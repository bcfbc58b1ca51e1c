//! Axis tick format selection
//!
//! Coarser time spans get coarser labels so ticks stay readable. This is a
//! heuristic: nothing prevents neighbouring labels from overlapping.

use chrono::Datelike;
use itertools::Itertools;
use rand::seq::SliceRandom;
use rand::Rng;

use crate::types::WindowSlice;

pub const YEAR_FORMAT: &str = "%Y";
pub const MONTH_FORMATS: [&str; 3] = ["%b %Y", "%Y %b", "%Y-%m"];
pub const SUBDAY_FORMATS: [&str; 2] = ["%Y-%m-%d %H:%M", "%H:%M %b %d, %Y"];

pub const MIN_TICKS: usize = 5;
pub const MAX_TICKS: usize = 10;

/// Spans above this many distinct years (or year-months) switch to the coarser branch
const DISTINCT_LIMIT: usize = 5;

/// Label granularity chosen for a window
#[derive(Debug, Clone, Copy, PartialEq, Eq)]
pub enum Granularity {
    Year,
    Month,
    SubDay,
}

/// Tick label format and target tick count
#[derive(Debug, Clone, Copy, PartialEq, Eq)]
pub struct AxisFormat {
    pub granularity: Granularity,
    pub format: &'static str,
    pub tick_count: usize,
}

/// Tick positions (row indices) with their labels
#[derive(Debug, Clone, Default, PartialEq, Eq)]
pub struct TickLayout {
    pub positions: Vec<usize>,
    pub labels: Vec<String>,
}

/// Choose a label format from the window's time span
pub fn select_format<R: Rng + ?Sized>(slice: &WindowSlice, rng: &mut R) -> AxisFormat {
    let tick_count = rng.gen_range(MIN_TICKS..=MAX_TICKS);

    let years = slice
        .candles()
        .iter()
        .map(|c| c.datetime.year())
        .unique()
        .count();
    let year_months = slice
        .candles()
        .iter()
        .map(|c| (c.datetime.year(), c.datetime.month()))
        .unique()
        .count();

    let (granularity, format) = if years > DISTINCT_LIMIT {
        (Granularity::Year, YEAR_FORMAT)
    } else if year_months > DISTINCT_LIMIT {
        (Granularity::Month, *MONTH_FORMATS.choose(rng).unwrap_or(&MONTH_FORMATS[0]))
    } else {
        (Granularity::SubDay, *SUBDAY_FORMATS.choose(rng).unwrap_or(&SUBDAY_FORMATS[0]))
    };

    AxisFormat {
        granularity,
        format,
        tick_count,
    }
}

/// Evenly spaced ticks at stride `max(1, len / tick_count)`
pub fn tick_layout(slice: &WindowSlice, format: &AxisFormat) -> TickLayout {
    let stride = (slice.len() / format.tick_count.max(1)).max(1);

    let (positions, labels) = slice
        .candles()
        .iter()
        .enumerate()
        .step_by(stride)
        .map(|(i, c)| (i, c.datetime.format(format.format).to_string()))
        .unzip();

    TickLayout { positions, labels }
}

#[cfg(test)]
mod tests {
    use super::*;
    use crate::types::Candle;
    use chrono::{DateTime, Duration, TimeZone, Utc};
    use rand::SeedableRng;
    use rand_chacha::ChaCha8Rng;

    fn window(start: DateTime<Utc>, step: Duration, len: usize) -> WindowSlice {
        let candles = (0..len)
            .map(|i| Candle::new(start + step * i as i32, 1.0, 2.0, 0.5, 1.5, 10.0))
            .collect();
        WindowSlice::new(0, candles).unwrap()
    }

    fn start() -> DateTime<Utc> {
        Utc.with_ymd_and_hms(2015, 1, 5, 14, 30, 0).unwrap()
    }

    #[test]
    fn test_multi_year_span_uses_year_format() {
        let slice = window(start(), Duration::days(30), 100);
        for seed in 0..20 {
            let fmt = select_format(&slice, &mut ChaCha8Rng::seed_from_u64(seed));
            assert_eq!(fmt.granularity, Granularity::Year);
            assert_eq!(fmt.format, YEAR_FORMAT);
        }
    }

    #[test]
    fn test_multi_month_span_uses_month_format() {
        let slice = window(start(), Duration::days(1), 250);
        for seed in 0..20 {
            let fmt = select_format(&slice, &mut ChaCha8Rng::seed_from_u64(seed));
            assert_eq!(fmt.granularity, Granularity::Month);
            assert!(MONTH_FORMATS.contains(&fmt.format));
        }
    }

    #[test]
    fn test_short_span_uses_subday_format() {
        let slice = window(start(), Duration::minutes(5), 200);
        for seed in 0..20 {
            let fmt = select_format(&slice, &mut ChaCha8Rng::seed_from_u64(seed));
            assert_eq!(fmt.granularity, Granularity::SubDay);
            assert!(SUBDAY_FORMATS.contains(&fmt.format));
        }
    }

    #[test]
    fn test_tick_count_in_range() {
        let slice = window(start(), Duration::days(1), 50);
        let mut rng = ChaCha8Rng::seed_from_u64(3);
        for _ in 0..200 {
            let fmt = select_format(&slice, &mut rng);
            assert!((MIN_TICKS..=MAX_TICKS).contains(&fmt.tick_count));
        }
    }

    #[test]
    fn test_tick_layout_stride() {
        let slice = window(start(), Duration::days(1), 100);
        let fmt = AxisFormat {
            granularity: Granularity::Month,
            format: "%Y-%m",
            tick_count: 8,
        };

        let layout = tick_layout(&slice, &fmt);
        // stride = 100 / 8 = 12
        assert_eq!(layout.positions[..3], [0, 12, 24]);
        assert_eq!(layout.positions.len(), 9);
        assert_eq!(layout.labels[0], "2015-01");
        assert_eq!(layout.positions.len(), layout.labels.len());
    }

    #[test]
    fn test_tick_layout_short_window() {
        let slice = window(start(), Duration::hours(1), 3);
        let fmt = AxisFormat {
            granularity: Granularity::SubDay,
            format: "%H:%M %b %d, %Y",
            tick_count: 10,
        };

        let layout = tick_layout(&slice, &fmt);
        assert_eq!(layout.positions, vec![0, 1, 2]);
        assert_eq!(layout.labels[0], "14:30 Jan 05, 2015");
    }
}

BRIEF:
Start at the first line of the material and write everything out exactly.

SOLUTION FOR THIS EXERCISE:
repository bcfbc58b1ca51e1c
//! Axis tick format selection
//!
//! Coarser time spans get coarser labels so ticks stay readable. This is a
//! heuristic: nothing prevents neighbouring labels from overlapping.

use chrono::Datelike;
use itertools::Itertools;
use rand::seq::SliceRandom;
use rand::Rng;

use crate::types::WindowSlice;

pub const YEAR_FORMAT: &str = "%Y";
pub const MONTH_FORMATS: [&str; 3] = ["%b %Y", "%Y %b", "%Y-%m"];
pub const SUBDAY_FORMATS: [&str; 2] = ["%Y-%m-%d %H:%M", "%H:%M %b %d, %Y"];

pub const MIN_TICKS: usize = 5;
pub const MAX_TICKS: usize = 10;

/// Spans above this many distinct years (or year-months) switch to the coarser branch
const DISTINCT_LIMIT: usize = 5;

/// Label granularity chosen for a window
#[derive(Debug, Clone, Copy, PartialEq, Eq)]
pub enum Granularity {
    Year,
    Month,
    SubDay,
}

/// Tick label format and target tick count
#[derive(Debug, Clone, Copy, PartialEq, Eq)]
pub struct AxisFormat {
    pub granularity: Granularity,
    pub format: &'static str,
    pub tick_count: usize,
}

/// Tick positions (row indices) with their labels
#[derive(Debug, Clone, Default, PartialEq, Eq)]
pub struct TickLayout {
    pub positions: Vec<usize>,
    pub labels: Vec<String>,
}

/// Choose a label format from the window's time span
pub fn select_format<R: Rng + ?Sized>(slice: &WindowSlice, rng: &mut R) -> AxisFormat {
    let tick_count = rng.gen_range(MIN_TICKS..=MAX_TICKS);

    let years = slice
        .candles()
        .iter()
        .map(|c| c.datetime.year())
        .unique()
        .count();
    let year_months = slice
        .candles()
        .iter()
        .map(|c| (c.datetime.year(), c.datetime.month()))
        .unique()
        .count();

    let (granularity, format) = if years > DISTINCT_LIMIT {
        (Granularity::Year, YEAR_FORMAT)
    } else if year_months > DISTINCT_LIMIT {
        (Granularity::Month, *MONTH_FORMATS.choose(rng).unwrap_or(&MONTH_FORMATS[0]))
    } else {
        (Granularity::SubDay, *SUBDAY_FORMATS.choose(rng).unwrap_or(&SUBDAY_FORMATS[0]))
    };

    AxisFormat {
        granularity,
        format,
        tick_count,
    }
}

/// Evenly spaced ticks at stride `max(1, len / tick_count)`
pub fn tick_layout(slice: &WindowSlice, format: &AxisFormat) -> TickLayout {
    let stride = (slice.len() / format.tick_count.max(1)).max(1);

    let (positions, labels) = slice
        .candles()
        .iter()
        .enumerate()
        .step_by(stride)
        .map(|(i, c)| (i, c.datetime.format(format.format).to_string()))
        .unzip();

    TickLayout { positions, labels }
}

#[cfg(test)]
mod tests {
    use super::*;
    use crate::types::Candle;
    use chrono::{DateTime, Duration, TimeZone, Utc};
    use rand::SeedableRng;
    use rand_chacha::ChaCha8Rng;

    fn window(start: DateTime<Utc>, step: Duration, len: usize) -> WindowSlice {
        let candles = (0..len)
            .map(|i| Candle::new(start + step * i as i32, 1.0, 2.0, 0.5, 1.5, 10.0))
            .collect();
        WindowSlice::new(0, candles).unwrap()
    }

    fn start() -> DateTime<Utc> {
        Utc.with_ymd_and_hms(2015, 1, 5, 14, 30, 0).unwrap()
    }

    #[test]
    fn test_multi_year_span_uses_year_format() {
        let slice = window(start(), Duration::days(30), 100);
        for seed in 0..20 {
            let fmt = select_format(&slice, &mut ChaCha8Rng::seed_from_u64(seed));
            assert_eq!(fmt.granularity, Granularity::Year);
            assert_eq!(fmt.format, YEAR_FORMAT);
        }
    }

    #[test]
    fn test_multi_month_span_uses_month_format() {
        let slice = window(start(), Duration::days(1), 250);
        for seed in 0..20 {
            let fmt = select_format(&slice, &mut ChaCha8Rng::seed_from_u64(seed));
            assert_eq!(fmt.granularity, Granularity::Month);
            assert!(MONTH_FORMATS.contains(&fmt.format));
        }
    }

    #[test]
    fn test_short_span_uses_subday_format() {
        let slice = window(start(), Duration::minutes(5), 200);
        for seed in 0..20 {
            let fmt = select_format(&slice, &mut ChaCha8Rng::seed_from_u64(seed));
            assert_eq!(fmt.granularity, Granularity::SubDay);
            assert!(SUBDAY_FORMATS.contains(&fmt.format));
        }
    }

    #[test]
    fn test_tick_count_in_range() {
        let slice = window(start(), Duration::days(1), 50);
        let mut rng = ChaCha8Rng::seed_from_u64(3);
        for _ in 0..200 {
            let fmt = select_format(&slice, &mut rng);
            assert!((MIN_TICKS..=MAX_TICKS).contains(&fmt.tick_count));
        }
    }

    #[test]
    fn test_tick_layout_stride() {
        let slice = window(start(), Duration::days(1), 100);
        let fmt = AxisFormat {
            granularity: Granularity::Month,
            format: "%Y-%m",
            tick_count: 8,
        };

        let layout = tick_layout(&slice, &fmt);
        // stride = 100 / 8 = 12
        assert_eq!(layout.positions[..3], [0, 12, 24]);
        assert_eq!(layout.positions.len(), 9);
        assert_eq!(layout.labels[0], "2015-01");
        assert_eq!(layout.positions.len(), layout.labels.len());
    }

    #[test]
    fn test_tick_layout_short_window() {
        let slice = window(start(), Duration::hours(1), 3);
        let fmt = AxisFormat {
            granularity: Granularity::SubDay,
            format: "%H:%M %b %d, %Y",
            tick_count: 10,
        };

        let layout = tick_layout(&slice, &fmt);
        assert_eq!(layout.positions, vec![0, 1, 2]);
        assert_eq!(layout.labels[0], "14:30 Jan 05, 2015");
    }
}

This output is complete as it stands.